Input data
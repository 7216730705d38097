use std::collections::BTreeMap;

use serde::{Deserialize, Serialize};
use serde_yaml::Value;

use crate::dates::{DateError, DateRange};
use crate::scalar;

/// Keys a record carries beyond its known fields.
///
/// Flattened into its parent, so templates see `statement` next to `me`
/// rather than under a separate `meta` key.
pub type Meta = BTreeMap<String, Value>;

#[derive(Debug, Clone, Default, PartialEq, Serialize, Deserialize)]
pub struct Resume {
    #[serde(default)]
    pub me: Me,
    #[serde(default)]
    pub profiles: Profiles,
    #[serde(rename = "work", default, skip_serializing_if = "Vec::is_empty")]
    pub employment: Vec<Employment>,
    #[serde(default, skip_serializing_if = "Vec::is_empty")]
    pub education: Vec<Education>,

    #[serde(flatten)]
    pub meta: Meta,
}

#[derive(Debug, Clone, Default, PartialEq, Serialize, Deserialize)]
pub struct Me {
    /// Names in display order, e.g. chosen name first.
    #[serde(rename = "ordered", default)]
    pub order: Vec<String>,
    #[serde(default, deserialize_with = "scalar::text")]
    pub chosen: String,
    #[serde(default, deserialize_with = "scalar::text")]
    pub phone: String,
    #[serde(default, deserialize_with = "scalar::text")]
    pub email: String,

    #[serde(flatten)]
    pub meta: Meta,
}

/// Online profiles keyed by name, plus the order to list them in.
#[derive(Debug, Clone, Default, PartialEq, Serialize, Deserialize)]
pub struct Profiles {
    #[serde(rename = ".order", default)]
    pub order: Vec<String>,
    #[serde(flatten)]
    pub profiles: BTreeMap<String, Profile>,
}

#[derive(Debug, Clone, Default, PartialEq, Serialize, Deserialize)]
pub struct Profile {
    #[serde(default, skip_serializing_if = "String::is_empty")]
    pub url: String,
    #[serde(default, skip_serializing_if = "String::is_empty")]
    pub label: String,

    #[serde(flatten)]
    pub meta: Meta,
}

#[derive(Debug, Clone, Default, PartialEq, Serialize, Deserialize)]
pub struct Employment {
    #[serde(default, deserialize_with = "scalar::text")]
    pub title: String,
    #[serde(default, skip_serializing_if = "DateRange::is_unset")]
    pub when: DateRange,
    #[serde(rename = "where", default)]
    pub place: Place,
    #[serde(
        rename = "desc",
        default,
        deserialize_with = "scalar::text",
        skip_serializing_if = "String::is_empty"
    )]
    pub description: String,

    #[serde(flatten)]
    pub meta: Meta,
}

#[derive(Debug, Clone, Default, PartialEq, Serialize, Deserialize)]
pub struct Education {
    #[serde(rename = "where", default)]
    pub place: Place,
    #[serde(default, skip_serializing_if = "DateRange::is_unset")]
    pub when: DateRange,
    #[serde(
        default,
        deserialize_with = "scalar::text",
        skip_serializing_if = "String::is_empty"
    )]
    pub received: String,
    #[serde(default, skip_serializing_if = "Vec::is_empty")]
    pub fields: Vec<String>,
    #[serde(
        rename = "desc",
        default,
        deserialize_with = "scalar::text",
        skip_serializing_if = "String::is_empty"
    )]
    pub description: String,

    #[serde(flatten)]
    pub meta: Meta,
}

#[derive(Debug, Clone, Default, PartialEq, Serialize, Deserialize)]
pub struct Place {
    #[serde(
        default,
        deserialize_with = "scalar::text",
        skip_serializing_if = "String::is_empty"
    )]
    pub name: String,
    #[serde(
        default,
        deserialize_with = "scalar::text",
        skip_serializing_if = "String::is_empty"
    )]
    pub place: String,

    #[serde(flatten)]
    pub meta: Meta,
}

impl Place {
    pub fn new(name: impl Into<String>, place: impl Into<String>) -> Self {
        Self {
            name: name.into(),
            place: place.into(),
            meta: Meta::new(),
        }
    }
}

impl Resume {
    /// A filled-in record showing every supported field.
    pub fn example() -> Result<Self, DateError> {
        let when = DateRange::parse("2010-08", "2015-12")?;

        let profiles = [
            ("github", "https://github.com/username", "GitHub"),
            ("mastodon", "https://mastodon.social/@username", "Mastodon"),
        ];

        Ok(Self {
            me: Me {
                order: vec!["Chosen".into(), "Ordered".into(), "Name".into()],
                chosen: "Chosen Name".into(),
                phone: "+12345678901".into(),
                email: "you@hostname.tld".into(),
                meta: Meta::new(),
            },
            profiles: Profiles {
                order: profiles.iter().map(|(name, ..)| name.to_string()).collect(),
                profiles: profiles
                    .iter()
                    .map(|&(name, url, label)| {
                        let profile = Profile {
                            url: url.into(),
                            label: label.into(),
                            meta: Meta::new(),
                        };
                        (name.to_string(), profile)
                    })
                    .collect(),
            },
            employment: vec![Employment {
                title: "Software Engineer".into(),
                when: when.clone(),
                place: Place::new("Example Studios", "Springfield, OR"),
                description: "Built and ran the request pipeline for \
                    ((https://example.com/ our storefront)), serving a few \
                    billion requests a day."
                    .into(),
                meta: Meta::from([("manager".to_string(), Value::from("A. Manager"))]),
            }],
            education: vec![Education {
                place: Place::new("State University", "Springfield, OR"),
                when,
                received: "B.Sc. in Computer Science".into(),
                fields: vec!["Computer Science".into(), "History".into()],
                description: "Notable achievements at this institution.".into(),
                meta: Meta::new(),
            }],
            meta: Meta::from([(
                "statement".to_string(),
                Value::from("A short personal statement."),
            )]),
        })
    }
}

Exercise
Count the lines in the records that include the word "from". Report the total alone.

Written reply
3